內標法internalstandardmethod是色譜分析中一種比較準確的定量方法,尤其在沒有標準物對照時,此方法更顯其優越性。內標法是將一定重量的純物質作為內標物(參見內標物條)加到一定量的被分析樣品混合物中,然後對含有內標物的樣品進行色譜分析。
內標英文
internalstandard
在傳統定量中的意義
1.幾種傳統定量PCR方法簡介:
1)內參照法:在不同的PCR反應管中加入已定量的內標和引物,內標用基因工程方法合成。上游引物用螢光標記,下游引物不標記。在模板擴增的同時,內標也被擴增。在PCR產物中,由於內標與靶模板的長度不同,二者的擴增產物可用電泳或高效液相分離開來,分別測定其螢光強度,以內標為對照定量待檢測模板。

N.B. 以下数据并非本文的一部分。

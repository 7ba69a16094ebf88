//! Refresh registry.
//!
//! Recorded while the buffer is assembled: which byte offsets hold which
//! logical addresses. A replay patches only these words instead of rerunning
//! format compilation, resolution and layout.
//!
//! Refresh validates every patch before writing any, so a rejected refresh
//! leaves the buffer untouched.

use snafu::{OptionExt, ensure};
use tessel_device::DevicePtr;

use crate::addresses::{LogicalAddress, TaskAddresses, TensorBinding};
use crate::args_format::{Direction, TilingScalar};
use crate::buffer::{ArgumentBuffer, Region};
use crate::error::*;
use crate::tiling::TilingBlob;

/// Argument word holding a tensor or workspace address.
#[derive(Debug, Clone, Copy, PartialEq, Eq)]
pub struct RefreshEntry {
    pub offset: usize,
    pub addr: LogicalAddress,
    /// Non-relocatable words keep their build-time value.
    pub relocatable: bool,
    /// Optional instances and workspaces accept a null pointer.
    pub nullable: bool,
}

/// Host-resident input bytes copied inline on every refresh.
#[derive(Debug, Clone, Copy, PartialEq, Eq)]
pub struct HostInputEntry {
    pub region: Region,
    pub input: usize,
}

#[derive(Debug, Clone, Copy, PartialEq, Eq)]
pub struct TilingScalarEntry {
    pub offset: usize,
    pub scalar: TilingScalar,
}

#[derive(Debug, Clone, Default, PartialEq, Eq)]
pub struct RefreshRegistry {
    tensors: Vec<RefreshEntry>,
    host_inputs: Vec<HostInputEntry>,
    tiling_scalars: Vec<TilingScalarEntry>,
    tiling_region: Option<Region>,
    /// Device address of the exception region, stored in the tiling padding.
    exception_addr: DevicePtr,
}

impl RefreshRegistry {
    pub fn record_tensor(&mut self, entry: RefreshEntry) {
        self.tensors.push(entry);
    }

    pub fn record_host_input(&mut self, entry: HostInputEntry) {
        self.host_inputs.push(entry);
    }

    pub fn record_tiling_scalar(&mut self, entry: TilingScalarEntry) {
        self.tiling_scalars.push(entry);
    }

    pub fn record_tiling_region(&mut self, region: Region, exception_addr: DevicePtr) {
        self.tiling_region = Some(region);
        self.exception_addr = exception_addr;
    }

    pub fn tensors(&self) -> &[RefreshEntry] {
        &self.tensors
    }

    pub fn host_inputs(&self) -> &[HostInputEntry] {
        &self.host_inputs
    }

    pub fn tiling_scalars(&self) -> &[TilingScalarEntry] {
        &self.tiling_scalars
    }

    pub fn tiling_region(&self) -> Option<Region> {
        self.tiling_region
    }

    /// Patch every relocatable address word and re-copy host scalars from
    /// `addresses`. Returns the number of words and host entries written.
    pub fn refresh(&self, buffer: &mut ArgumentBuffer, addresses: &TaskAddresses) -> Result<usize> {
        let mut words = Vec::with_capacity(self.tensors.len());
        for entry in self.tensors.iter().filter(|entry| entry.relocatable) {
            let ptr = match entry.addr {
                LogicalAddress::Workspace(index) => {
                    addresses.workspaces.get(index).copied().context(ResolveIndexOutOfRangeSnafu {
                        what: "workspace",
                        index,
                        len: addresses.workspaces.len(),
                    })?
                }
                LogicalAddress::Input(index) => device_ptr(addresses, Direction::Input, index, entry.nullable)?,
                LogicalAddress::Output(index) => device_ptr(addresses, Direction::Output, index, entry.nullable)?,
            };
            words.push((entry.offset, ptr));
        }

        let mut host = Vec::with_capacity(self.host_inputs.len());
        for entry in &self.host_inputs {
            let Some(TensorBinding::Host(bytes)) = addresses.inputs.get(entry.input) else {
                return ResolveHostInputSnafu { index: entry.input, reason: "not bound to host bytes" }.fail();
            };
            ensure!(
                bytes.len() <= entry.region.len,
                ResolveHostInputSnafu {
                    index: entry.input,
                    reason: format!("{} bytes exceed the {} reserved at build", bytes.len(), entry.region.len),
                }
            );
            host.push((entry.region, bytes.as_slice()));
        }

        for &(offset, ptr) in &words {
            tracing::trace!(offset, %ptr, "address refreshed");
            buffer.write_u64(offset, ptr.addr())?;
        }
        for &(region, bytes) in &host {
            buffer.write_padded(region.offset, bytes, region.len)?;
        }

        Ok(words.len() + host.len())
    }

    /// Rewrite the tiling region and tiling-scalar words from a new tiling
    /// result. The region layout is fixed at build time.
    pub fn refresh_tiling(&self, buffer: &mut ArgumentBuffer, blob: &TilingBlob) -> Result<()> {
        if let Some(region) = self.tiling_region {
            let bytes = blob.region_bytes(self.exception_addr)?;
            ensure!(
                bytes.len() == region.len,
                CapacityExceededSnafu { what: "tiling region", size: bytes.len(), limit: region.len }
            );
            buffer.write_bytes(region.offset, &bytes)?;
        }
        for entry in &self.tiling_scalars {
            buffer.write_u64(entry.offset, blob.scalar(entry.scalar))?;
        }
        Ok(())
    }
}

fn device_ptr(addresses: &TaskAddresses, direction: Direction, index: usize, nullable: bool) -> Result<DevicePtr> {
    match addresses.tensors(direction).get(index) {
        Some(TensorBinding::Device { ptr, .. }) => {
            ensure!(nullable || !ptr.is_null(), ResolveNullTensorSnafu { direction, index });
            Ok(*ptr)
        }
        Some(TensorBinding::Host(_)) => {
            ResolveHostInputSnafu { index, reason: "address slot rebound to host bytes" }.fail()
        }
        None => ResolveMissingTensorSnafu { direction, index }.fail(),
    }
}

2)競爭法:選擇由突變克隆產生的含有一個新內切位點的外源競爭性模板。在同一反應管中,待測樣品與競爭模板用同一對引物同時擴增(其中一個引物為螢光標記)。擴增後用內切酶消化PCR產物,競爭性模板的產物被酶解為兩個片段,而待測模板不被酶切,可通過電泳或高效液相將兩種產物分開,分別測定螢光強度,根據已知模板推測未知模板的起始拷貝數。
3)PCR-ELISA法:利用地高辛或生物素等標記引物,擴增產物被固相板上特異的探針所結合,再加入抗地高辛或生物素酶標抗體-辣根過氧化物酶結合物,最終酶使底物顯色。常規的PCR-ELISA法只是定性實驗,若加入內標,作出標準曲線,也可實現定量檢測目的。
2.內標在傳統定量中的作用由於傳統定量方法都是終點檢測,即PCR到達平台期後進行檢測,而PCR經過對數期擴增到達平台期時,檢測重現性極差。同一個模板在96孔PCR儀上做96次重複實驗,所得結果有很大差異,因此無法直接從終點產物量推算出起始模板量。加入內標後,可部分消除終產物定量所造成的不準確性。但即使如此,傳統的定量方法也都只能算作半定量、粗略定量的方法。
對螢光定量PCR的影響
1.實時螢光定量PCR無需內標實時螢光定量PCR技術有效地解決了傳統定量只能終點檢測的局限,實現了每一輪循環均檢測一次螢光信號的強度,並記錄在電腦軟體之中,通過對每個樣品Ct值的計算,根據標準曲線獲得定量結果。因此,實時螢光定量PCR無需內標是建立在兩個基礎之上的:
1)Ct值的重現性PCR循環在到達Ct值所在的循環數時,剛剛進入真正的指數擴增期(對數期),此時微小誤差尚未放大,因此Ct值的重現性極好,即同一模板不同時間擴增或同一時間不同管內擴增,得到的Ct值是恆定的
2)Ct值與起始模板的線性關係由於Ct值與起始模板的對數存線上性關係,可利用標準曲線對未知樣品進行定量測定,因此,實時螢光定量PCR是一種採用外標準曲線定量的方法。
2.內標對實時螢光定量PCR的影響
若在待測樣品中加入已知起始拷貝數的內標,則PCR反應變為雙重PCR,雙重PCR反應中存在兩種模板之間的干擾和競爭,尤其當兩種模板的起始拷貝數相差比較大時,這種競爭會表現得更為顯著。但由於待測樣品的起始拷貝數是未知的,所以無法加入合適數量的已知模板作為內標。也正是這個原因,傳統定量方法雖然加入內標,但仍然只是一種半定量的方法。
美國Texas大學的科研人員進行了外標法定量和內標法定量的方法學比較,得出的結論是:內標法作為定量或半定量的手段是不可靠的,而外標準曲線的定量方法是一種準確的、值得信賴的科學方。
AppliedBiosystems公司的7700型實時螢光定量PCR儀是全球公認的螢光定量PCR的金標準,可實現多色螢光同時檢測,但定量檢測仍然採用外標準曲線的方法,而不用內標進行定量。
綜上所述,利用外標準曲線的實時螢光定量PCR是迄今為止定量最準確,重現性最好的定量方法,已得到全世界的公認,廣泛用於基因表達研究、轉基因研究,藥物療效考核、病原體檢測等諸多領域。